Déjà, commence par étudier sérieusement l’astronomie de ces étoiles, jusqu’à pouvoir au minimum établir et déterminer ton orbite à toi, dans cet univers… C’est à partir de là qu’on pourra considérer que tu te guides au moyen des étoiles. Il ne s’agit pas de regarder, passivement… puis faire une capture d’écran en disant « Ah, aujourd’hui elle est vraiment mashaAllâh ! »
Tu ne sais même pas faire la différence entre les étoiles… et ce que tu appelles l’étoile, tu ne sais même pas dire si elle fait partie de ta galaxie, ou bien d’une autre galaxie… Alors que dire de la Lune du Tawhîd qui est apparue dans ton cœur !?

Quant à sayiduna Ibrâhîm (‘alayhi s-salâm), « Lorsque la nuit l’enveloppa, il vit un astre (kawkab) et dit : « Voilà mon Seigneur ! » » Il n’a pas dit « Voilà une étoile », mais bien « Voilà mon Seigneur ! » parce qu’il avait parfaitement compris ce qu’il avait à comprendre de ce cheminement intérieur (bâtin) dans la Vision de l’Astre du Tawhîd menant à la Connaissance de la Seigneurie.
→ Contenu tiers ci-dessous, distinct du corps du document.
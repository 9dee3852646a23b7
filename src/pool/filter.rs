//! Atomic-group pre-filters applied before a streaming selection pass

use crate::error::RejectReason;
use crate::pool::rq_offset_to_relative;
use crate::types::{AtomicGroupId, PoolTransaction, RejectedTx, TxId};
use serde::{Deserialize, Serialize};
use std::collections::HashMap;
use tracing::debug;

/// An atomic group that could not be admitted in an earlier pass
#[derive(Debug, Clone, PartialEq, Serialize, Deserialize)]
pub struct FailedAtomicGroup {
    pub id: AtomicGroupId,
    /// The member whose rejection failed the group
    pub failed_tx: TxId,
    pub reason: RejectReason,
}

/// Splits off the members of groups that already failed
///
/// The member that caused the failure keeps its own reason, the rest are tagged as
/// belonging to an unselectable group. Order of the remaining transactions is preserved.
pub fn filter_failed_atomic_groups(
    txs: Vec<PoolTransaction>,
    failed: &[FailedAtomicGroup],
) -> (Vec<PoolTransaction>, Vec<RejectedTx>) {
    let mut keep = Vec::with_capacity(txs.len());
    let mut filtered = Vec::new();

    for tx in txs {
        let group = tx
            .atomic_group_id
            .and_then(|id| failed.iter().find(|group| group.id == id));

        match group {
            None => keep.push(tx),
            Some(group) if group.failed_tx == tx.id => {
                filtered.push(RejectedTx::new(tx, group.reason.clone()));
            }
            Some(group) => {
                let reason = RejectReason::AtomicGroupUnselectable {
                    group: group.id,
                    failed_tx: group.failed_tx,
                    cause: group.reason.to_string(),
                };
                filtered.push(RejectedTx::new(tx, reason));
            }
        }
    }

    (keep, filtered)
}

/// Splits off atomic groups that can never be forged because of missing or misordered members
///
/// Non-atomic transactions keep their order and come first, followed by the valid groups in
/// the order they first appear.
pub fn filter_invalid_atomic_groups(
    txs: Vec<PoolTransaction>,
) -> (Vec<PoolTransaction>, Vec<RejectedTx>) {
    let mut keep = Vec::with_capacity(txs.len());
    let mut order: Vec<AtomicGroupId> = Vec::new();
    let mut groups: HashMap<AtomicGroupId, Vec<PoolTransaction>> = HashMap::new();

    for tx in txs {
        match tx.atomic_group_id {
            None => keep.push(tx),
            Some(id) => {
                if !groups.contains_key(&id) {
                    order.push(id);
                }
                groups.entry(id).or_default().push(tx);
            }
        }
    }

    let mut filtered = Vec::new();
    for id in order {
        let Some(members) = groups.remove(&id) else { continue };
        if is_atomic_group_valid(&members) {
            keep.extend(members);
        } else {
            debug!(group = ?id, txs = members.len(), "Filtering invalid atomic group");
            filtered.extend(
                members
                    .into_iter()
                    .map(|tx| RejectedTx::new(tx, RejectReason::InvalidAtomicGroup)),
            );
        }
    }

    (keep, filtered)
}

/// Every member must request another member through a decodable, in-range offset
pub fn is_atomic_group_valid(members: &[PoolTransaction]) -> bool {
    members.iter().enumerate().all(|(pos, tx)| {
        if tx.rq_offset == 0 {
            return false;
        }
        let Some(relative) = rq_offset_to_relative(tx.rq_offset) else {
            return false;
        };
        let target = pos as i64 + relative;
        if target < 0 || target >= members.len() as i64 {
            return false;
        }
        match tx.requested_tx_id {
            Some(rq) => members[target as usize].id == rq,
            None => true,
        }
    })
}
Il dit donc : « Voilà mon Seigneur ! » Puis, lorsqu’il disparut, il dit : « Je n’aime pas les choses qui disparaissent » » [7] Mais, en vérité… qui a disparu ?

C’est Ibrâhîm (‘alayhi s-salâm) ! Ce n’est pas l’astre dans le ciel qui a disparu ! Comment la lune pourrait-elle apparaître et disparaître dans la même nuit ? C’est impossible ! La Lune est et demeure telle qu’elle est, jusqu’au lever du soleil. Ça, c’est dans le cas où l’on concevrait un cheminement par cette lune qui se trouve dans le ciel… Quant à la Lune de la Khalwa, la Lune du cœur, la Lune de noûr… elle ne disparaît que pour laisser apparaître le Soleil : « Lorsqu’ensuite il vit le Soleil se levant, il dit : « Voilà mon Seigneur ! Celui-ci est plus grand ! » » [8] quant au soleil physique qu’on a l’habitude de voir… de même que toi, sayiduna Ibrâhîm (‘alayhi s-salâm) avait l’habitude de le voir tous les jours, et ce depuis que sa mère l’avait mis au monde ! Depuis qu’il est né, il voit le soleil, la lune et les étoiles dans le ciel… Par contre, le Soleil de la Khalwa, c’était la première fois qu’il le voyait ! C’est pour cela qu’il s’est écrié : « Voilà mon Seigneur ! ».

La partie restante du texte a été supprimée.